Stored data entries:
-- Opening Marker --

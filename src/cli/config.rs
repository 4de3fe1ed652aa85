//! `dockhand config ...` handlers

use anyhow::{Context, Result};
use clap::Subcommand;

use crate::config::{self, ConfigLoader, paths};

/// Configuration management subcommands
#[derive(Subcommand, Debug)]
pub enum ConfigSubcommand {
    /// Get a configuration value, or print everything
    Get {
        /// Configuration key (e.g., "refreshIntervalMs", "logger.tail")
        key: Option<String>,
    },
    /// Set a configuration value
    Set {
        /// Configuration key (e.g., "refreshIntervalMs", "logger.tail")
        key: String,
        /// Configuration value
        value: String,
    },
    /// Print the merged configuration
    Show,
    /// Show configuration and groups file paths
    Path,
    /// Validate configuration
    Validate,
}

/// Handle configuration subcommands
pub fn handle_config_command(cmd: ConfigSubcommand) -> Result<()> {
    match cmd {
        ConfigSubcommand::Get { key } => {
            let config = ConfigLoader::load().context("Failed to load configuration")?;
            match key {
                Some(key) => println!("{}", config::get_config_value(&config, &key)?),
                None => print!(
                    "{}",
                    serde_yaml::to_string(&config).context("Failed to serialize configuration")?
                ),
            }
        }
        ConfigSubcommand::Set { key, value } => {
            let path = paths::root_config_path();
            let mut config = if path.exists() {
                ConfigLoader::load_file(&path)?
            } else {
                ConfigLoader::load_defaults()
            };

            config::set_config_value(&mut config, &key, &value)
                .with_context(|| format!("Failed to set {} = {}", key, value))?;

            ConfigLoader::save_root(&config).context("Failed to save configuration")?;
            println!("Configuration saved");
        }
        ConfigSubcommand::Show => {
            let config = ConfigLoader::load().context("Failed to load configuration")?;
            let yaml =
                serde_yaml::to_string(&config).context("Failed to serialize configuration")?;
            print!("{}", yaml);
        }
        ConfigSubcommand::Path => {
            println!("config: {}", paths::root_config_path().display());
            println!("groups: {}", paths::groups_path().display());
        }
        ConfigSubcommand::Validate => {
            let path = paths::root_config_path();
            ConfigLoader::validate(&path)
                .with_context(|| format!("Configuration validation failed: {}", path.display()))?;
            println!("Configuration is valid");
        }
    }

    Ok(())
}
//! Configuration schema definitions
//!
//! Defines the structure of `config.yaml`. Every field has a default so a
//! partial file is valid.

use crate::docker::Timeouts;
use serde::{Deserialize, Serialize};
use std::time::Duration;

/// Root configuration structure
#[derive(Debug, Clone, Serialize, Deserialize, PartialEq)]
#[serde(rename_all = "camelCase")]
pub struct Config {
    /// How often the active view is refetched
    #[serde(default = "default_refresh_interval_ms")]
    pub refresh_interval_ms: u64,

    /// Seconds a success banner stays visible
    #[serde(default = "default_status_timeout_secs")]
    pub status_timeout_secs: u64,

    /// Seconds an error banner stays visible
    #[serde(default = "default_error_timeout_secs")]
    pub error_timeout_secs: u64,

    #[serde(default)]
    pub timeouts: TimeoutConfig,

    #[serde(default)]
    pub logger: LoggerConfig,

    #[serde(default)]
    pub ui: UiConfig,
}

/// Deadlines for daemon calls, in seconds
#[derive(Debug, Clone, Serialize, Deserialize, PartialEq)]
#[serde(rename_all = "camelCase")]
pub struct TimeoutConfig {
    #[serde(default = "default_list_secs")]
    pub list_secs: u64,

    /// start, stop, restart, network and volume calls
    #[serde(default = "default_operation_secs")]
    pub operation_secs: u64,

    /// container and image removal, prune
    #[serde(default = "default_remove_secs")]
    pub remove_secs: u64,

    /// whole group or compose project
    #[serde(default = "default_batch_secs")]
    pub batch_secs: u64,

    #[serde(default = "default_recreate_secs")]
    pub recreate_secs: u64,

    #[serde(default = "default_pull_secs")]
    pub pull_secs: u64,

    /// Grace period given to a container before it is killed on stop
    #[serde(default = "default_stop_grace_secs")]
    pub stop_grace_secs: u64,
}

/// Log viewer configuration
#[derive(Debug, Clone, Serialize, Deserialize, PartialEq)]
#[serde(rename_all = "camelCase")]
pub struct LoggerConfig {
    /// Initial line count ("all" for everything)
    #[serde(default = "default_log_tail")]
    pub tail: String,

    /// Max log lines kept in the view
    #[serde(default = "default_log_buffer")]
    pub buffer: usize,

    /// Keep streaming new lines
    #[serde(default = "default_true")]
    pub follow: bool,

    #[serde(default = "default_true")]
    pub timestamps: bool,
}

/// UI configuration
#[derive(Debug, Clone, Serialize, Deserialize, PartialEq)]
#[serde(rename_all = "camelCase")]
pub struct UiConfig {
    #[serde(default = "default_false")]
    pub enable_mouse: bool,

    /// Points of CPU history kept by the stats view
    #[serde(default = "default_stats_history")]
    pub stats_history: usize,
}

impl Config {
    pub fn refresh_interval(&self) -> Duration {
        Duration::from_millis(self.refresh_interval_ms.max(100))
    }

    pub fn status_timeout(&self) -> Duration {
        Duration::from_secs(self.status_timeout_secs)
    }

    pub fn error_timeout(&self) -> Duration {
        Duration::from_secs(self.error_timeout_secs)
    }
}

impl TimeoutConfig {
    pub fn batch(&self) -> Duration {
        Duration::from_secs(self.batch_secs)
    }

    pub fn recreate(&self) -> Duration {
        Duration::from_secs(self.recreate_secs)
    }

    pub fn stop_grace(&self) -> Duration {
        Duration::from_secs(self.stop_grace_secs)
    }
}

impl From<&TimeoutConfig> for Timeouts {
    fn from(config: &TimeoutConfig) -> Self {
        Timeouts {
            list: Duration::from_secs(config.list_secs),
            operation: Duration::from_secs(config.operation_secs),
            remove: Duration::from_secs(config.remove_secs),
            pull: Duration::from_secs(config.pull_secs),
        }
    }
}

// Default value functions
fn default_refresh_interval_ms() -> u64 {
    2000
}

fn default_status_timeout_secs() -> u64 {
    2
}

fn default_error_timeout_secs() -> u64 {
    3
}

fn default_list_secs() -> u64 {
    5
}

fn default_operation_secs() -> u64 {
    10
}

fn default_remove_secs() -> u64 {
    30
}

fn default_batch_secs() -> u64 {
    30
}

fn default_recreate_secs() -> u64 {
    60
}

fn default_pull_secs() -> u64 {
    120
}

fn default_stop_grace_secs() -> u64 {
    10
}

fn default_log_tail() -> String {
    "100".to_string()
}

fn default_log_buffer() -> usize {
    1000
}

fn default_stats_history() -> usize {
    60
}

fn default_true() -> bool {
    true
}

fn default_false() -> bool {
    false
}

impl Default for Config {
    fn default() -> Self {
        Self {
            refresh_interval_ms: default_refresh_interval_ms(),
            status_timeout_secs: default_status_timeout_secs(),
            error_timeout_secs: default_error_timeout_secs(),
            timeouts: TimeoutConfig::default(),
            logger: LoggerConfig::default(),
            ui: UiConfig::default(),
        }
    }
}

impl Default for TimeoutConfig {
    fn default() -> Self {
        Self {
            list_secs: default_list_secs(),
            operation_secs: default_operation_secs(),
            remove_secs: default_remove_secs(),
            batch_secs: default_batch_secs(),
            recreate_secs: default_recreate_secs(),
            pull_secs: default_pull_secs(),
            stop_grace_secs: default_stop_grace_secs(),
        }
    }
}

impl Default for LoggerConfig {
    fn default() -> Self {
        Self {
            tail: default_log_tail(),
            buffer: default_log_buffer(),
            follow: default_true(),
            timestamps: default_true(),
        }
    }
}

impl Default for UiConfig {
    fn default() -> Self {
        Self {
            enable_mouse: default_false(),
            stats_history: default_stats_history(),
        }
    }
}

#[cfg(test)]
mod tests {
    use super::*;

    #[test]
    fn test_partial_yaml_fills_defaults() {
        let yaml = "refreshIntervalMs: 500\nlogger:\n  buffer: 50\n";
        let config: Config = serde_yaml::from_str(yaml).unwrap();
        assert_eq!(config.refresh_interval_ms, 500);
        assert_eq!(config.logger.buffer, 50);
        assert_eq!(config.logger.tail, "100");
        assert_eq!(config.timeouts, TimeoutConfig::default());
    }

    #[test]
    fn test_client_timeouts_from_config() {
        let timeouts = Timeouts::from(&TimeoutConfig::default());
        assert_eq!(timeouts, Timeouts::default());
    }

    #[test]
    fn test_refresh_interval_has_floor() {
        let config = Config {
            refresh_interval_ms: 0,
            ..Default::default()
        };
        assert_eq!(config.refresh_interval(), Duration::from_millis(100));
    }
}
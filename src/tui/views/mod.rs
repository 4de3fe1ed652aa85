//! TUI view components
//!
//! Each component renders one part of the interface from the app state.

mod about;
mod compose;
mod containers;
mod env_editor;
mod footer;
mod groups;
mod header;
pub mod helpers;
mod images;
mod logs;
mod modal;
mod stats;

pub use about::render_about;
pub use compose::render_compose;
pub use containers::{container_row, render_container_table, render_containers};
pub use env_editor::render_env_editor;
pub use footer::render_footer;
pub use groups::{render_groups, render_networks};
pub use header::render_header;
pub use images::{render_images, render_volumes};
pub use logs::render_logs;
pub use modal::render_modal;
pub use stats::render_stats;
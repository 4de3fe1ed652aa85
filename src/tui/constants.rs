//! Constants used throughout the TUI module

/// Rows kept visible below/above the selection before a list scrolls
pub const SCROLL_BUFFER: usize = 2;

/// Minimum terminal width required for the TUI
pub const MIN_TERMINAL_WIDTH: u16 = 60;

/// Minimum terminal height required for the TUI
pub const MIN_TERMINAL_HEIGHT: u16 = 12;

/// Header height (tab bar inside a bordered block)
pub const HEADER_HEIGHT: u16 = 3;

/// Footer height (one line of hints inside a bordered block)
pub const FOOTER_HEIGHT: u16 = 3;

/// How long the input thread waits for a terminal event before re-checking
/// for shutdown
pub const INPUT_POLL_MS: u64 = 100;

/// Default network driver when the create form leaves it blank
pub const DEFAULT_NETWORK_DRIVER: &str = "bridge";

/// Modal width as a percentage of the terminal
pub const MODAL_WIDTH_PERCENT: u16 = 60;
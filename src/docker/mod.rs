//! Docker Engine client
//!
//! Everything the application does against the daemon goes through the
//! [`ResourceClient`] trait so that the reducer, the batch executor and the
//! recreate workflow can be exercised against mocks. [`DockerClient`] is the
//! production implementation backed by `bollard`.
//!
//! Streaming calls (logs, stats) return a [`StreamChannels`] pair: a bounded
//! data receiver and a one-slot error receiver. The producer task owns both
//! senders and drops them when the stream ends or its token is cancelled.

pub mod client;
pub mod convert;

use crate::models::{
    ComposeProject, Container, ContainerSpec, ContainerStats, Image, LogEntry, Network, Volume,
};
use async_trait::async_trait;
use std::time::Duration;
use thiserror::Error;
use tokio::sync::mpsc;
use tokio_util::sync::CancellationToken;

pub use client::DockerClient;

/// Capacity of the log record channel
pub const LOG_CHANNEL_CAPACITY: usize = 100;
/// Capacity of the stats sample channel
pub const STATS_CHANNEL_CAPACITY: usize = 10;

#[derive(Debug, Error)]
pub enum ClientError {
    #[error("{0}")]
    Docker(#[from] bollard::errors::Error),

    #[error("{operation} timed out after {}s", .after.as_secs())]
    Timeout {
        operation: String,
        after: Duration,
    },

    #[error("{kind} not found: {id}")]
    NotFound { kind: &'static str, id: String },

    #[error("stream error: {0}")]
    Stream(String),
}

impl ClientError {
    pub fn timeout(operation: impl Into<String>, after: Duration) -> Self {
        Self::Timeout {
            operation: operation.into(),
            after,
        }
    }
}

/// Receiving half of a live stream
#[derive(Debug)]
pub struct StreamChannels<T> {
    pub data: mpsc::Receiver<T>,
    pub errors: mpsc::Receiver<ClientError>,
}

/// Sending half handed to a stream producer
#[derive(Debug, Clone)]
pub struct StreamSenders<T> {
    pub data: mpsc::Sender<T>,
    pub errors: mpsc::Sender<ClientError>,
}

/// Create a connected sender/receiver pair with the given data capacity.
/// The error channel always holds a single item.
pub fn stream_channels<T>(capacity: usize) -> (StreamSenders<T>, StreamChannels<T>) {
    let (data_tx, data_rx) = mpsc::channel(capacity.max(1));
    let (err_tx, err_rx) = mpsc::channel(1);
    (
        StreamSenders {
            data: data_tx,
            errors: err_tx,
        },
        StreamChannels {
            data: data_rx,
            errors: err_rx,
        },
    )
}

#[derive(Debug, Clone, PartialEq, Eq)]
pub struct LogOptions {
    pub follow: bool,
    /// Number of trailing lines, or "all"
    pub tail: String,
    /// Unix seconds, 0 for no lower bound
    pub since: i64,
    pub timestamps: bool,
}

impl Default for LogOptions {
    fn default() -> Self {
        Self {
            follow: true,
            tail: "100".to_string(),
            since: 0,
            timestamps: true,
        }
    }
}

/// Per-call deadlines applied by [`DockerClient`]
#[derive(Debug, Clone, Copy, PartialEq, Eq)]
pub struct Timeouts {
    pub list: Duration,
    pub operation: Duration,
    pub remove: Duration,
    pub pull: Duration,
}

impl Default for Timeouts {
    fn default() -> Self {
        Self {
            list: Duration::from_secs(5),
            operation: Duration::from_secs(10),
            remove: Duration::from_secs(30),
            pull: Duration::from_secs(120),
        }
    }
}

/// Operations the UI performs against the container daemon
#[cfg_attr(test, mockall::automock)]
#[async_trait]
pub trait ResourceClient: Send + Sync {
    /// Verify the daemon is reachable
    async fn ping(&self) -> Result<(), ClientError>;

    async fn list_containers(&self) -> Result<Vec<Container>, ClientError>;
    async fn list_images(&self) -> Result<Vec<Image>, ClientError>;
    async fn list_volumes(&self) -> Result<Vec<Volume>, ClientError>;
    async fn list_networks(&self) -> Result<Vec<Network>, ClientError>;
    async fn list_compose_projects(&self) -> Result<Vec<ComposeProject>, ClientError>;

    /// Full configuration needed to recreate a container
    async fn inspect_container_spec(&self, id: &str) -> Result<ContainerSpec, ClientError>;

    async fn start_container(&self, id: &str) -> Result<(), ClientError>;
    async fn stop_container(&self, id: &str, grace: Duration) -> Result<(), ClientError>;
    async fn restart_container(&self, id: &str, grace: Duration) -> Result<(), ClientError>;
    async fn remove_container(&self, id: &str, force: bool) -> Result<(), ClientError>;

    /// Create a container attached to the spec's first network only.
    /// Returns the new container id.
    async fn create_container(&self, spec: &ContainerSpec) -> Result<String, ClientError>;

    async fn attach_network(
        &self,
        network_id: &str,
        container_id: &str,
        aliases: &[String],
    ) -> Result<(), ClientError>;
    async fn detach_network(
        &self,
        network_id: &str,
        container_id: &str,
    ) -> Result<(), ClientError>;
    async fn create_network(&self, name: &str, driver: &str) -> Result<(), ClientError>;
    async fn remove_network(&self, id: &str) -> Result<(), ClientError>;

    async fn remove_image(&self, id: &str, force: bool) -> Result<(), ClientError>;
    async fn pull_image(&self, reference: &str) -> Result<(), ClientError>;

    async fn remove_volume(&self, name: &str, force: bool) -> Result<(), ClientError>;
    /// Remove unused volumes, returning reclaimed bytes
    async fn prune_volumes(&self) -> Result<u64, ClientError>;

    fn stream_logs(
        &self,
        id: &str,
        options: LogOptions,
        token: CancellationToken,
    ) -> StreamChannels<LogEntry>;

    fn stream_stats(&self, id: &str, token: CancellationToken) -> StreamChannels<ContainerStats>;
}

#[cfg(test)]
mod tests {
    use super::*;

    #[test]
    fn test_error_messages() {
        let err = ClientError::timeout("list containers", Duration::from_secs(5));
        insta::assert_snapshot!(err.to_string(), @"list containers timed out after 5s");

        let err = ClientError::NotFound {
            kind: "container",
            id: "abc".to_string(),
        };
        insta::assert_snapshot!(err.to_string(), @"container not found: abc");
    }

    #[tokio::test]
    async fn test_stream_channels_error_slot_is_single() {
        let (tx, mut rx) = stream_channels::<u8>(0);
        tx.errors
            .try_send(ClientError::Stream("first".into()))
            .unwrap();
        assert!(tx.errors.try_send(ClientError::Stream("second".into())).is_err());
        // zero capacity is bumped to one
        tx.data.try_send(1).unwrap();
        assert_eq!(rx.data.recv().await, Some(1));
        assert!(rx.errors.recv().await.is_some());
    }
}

-- Closing Marker --

**Work item**
State how many lines of the entries above include the string "unwrap". The reply is that number alone.

**Answer for this exercise**
3